Bacteria and IBD

Gastrointestinal tract Inflammatory bowel disease (IBD) in humans, such as Crohn’s disease and ulcerative colitis, is a complex chronic inflammatory disorder of largely unknown cause in a genetically predisposed host. The incidence of these diseases varies widely between different countries, but overall has increased greatly in recent years, and IBD is now a major public health problem. The gastrointestinal tract of mammals is colonized by a vast range of microorganisms, and this intestinal microbiota is required for intestinal homeostasis and function. Tolerance towards commensal or symbiotic organisms must be maintained to benefit from this colonization. In contrast, colonization with specific pathogenic bacteria can be detrimental to the host, leading to infectious diseases. Thus the host has evolved numerous homeostatic responses towards microbial infections or harmless colonization on the one hand and host defence mechanisms on the other. The multifactorial mechanisms underlying IBD are emphasized by the number of host IBD susceptibility genes that have been identified in recent years. The contributions of the host immune system and the genetic factors that predispose to IBD have been extensively researched and reviewed. This review focuses on the role of bacteria in IBD.

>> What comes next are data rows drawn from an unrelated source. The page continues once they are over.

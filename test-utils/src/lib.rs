//! Shared test utilities for the vault session workspace.
//!
//! This crate provides:
//! - Proptest generators for credentials, tokens and client output
//! - Fixtures with canned vault client output
//! - A scriptable fake vault client binary (unix only)

#![forbid(unsafe_code)]
#![warn(missing_docs)]

pub mod fixtures;
pub mod generators;
#[cfg(unix)]
pub mod mocks;

pub use generators::*;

The impact of the microbiota on the pathogenesis of IBD: lessons from mouse infection models. (2010) Nature Reviews Microbiology 8, 564-577 doi:10.1038/nrmicro2403
Inflammatory bowel disease (IBD), including Crohn’s disease and ulcerative colitis, is a major human health problem. The bacteria that live in the gut play an important part in the pathogenesis of IBD. However, owing to the complexity of the gut microbiota, our understanding of the roles of commensal and pathogenic bacteria in establishing a healthy intestinal barrier and in its disruption is evolving only slowly. In recent years, mouse models of intestinal inflammatory disorders based on defined bacterial infections have been used intensively to dissect the roles of individual bacterial species and specific bacterial components in the pathogenesis of IBD. In this Review, we focus on the impact of pathogenic and commensal bacteria on IBD-like pathogenesis in mouse infection models and summarize important recent developments.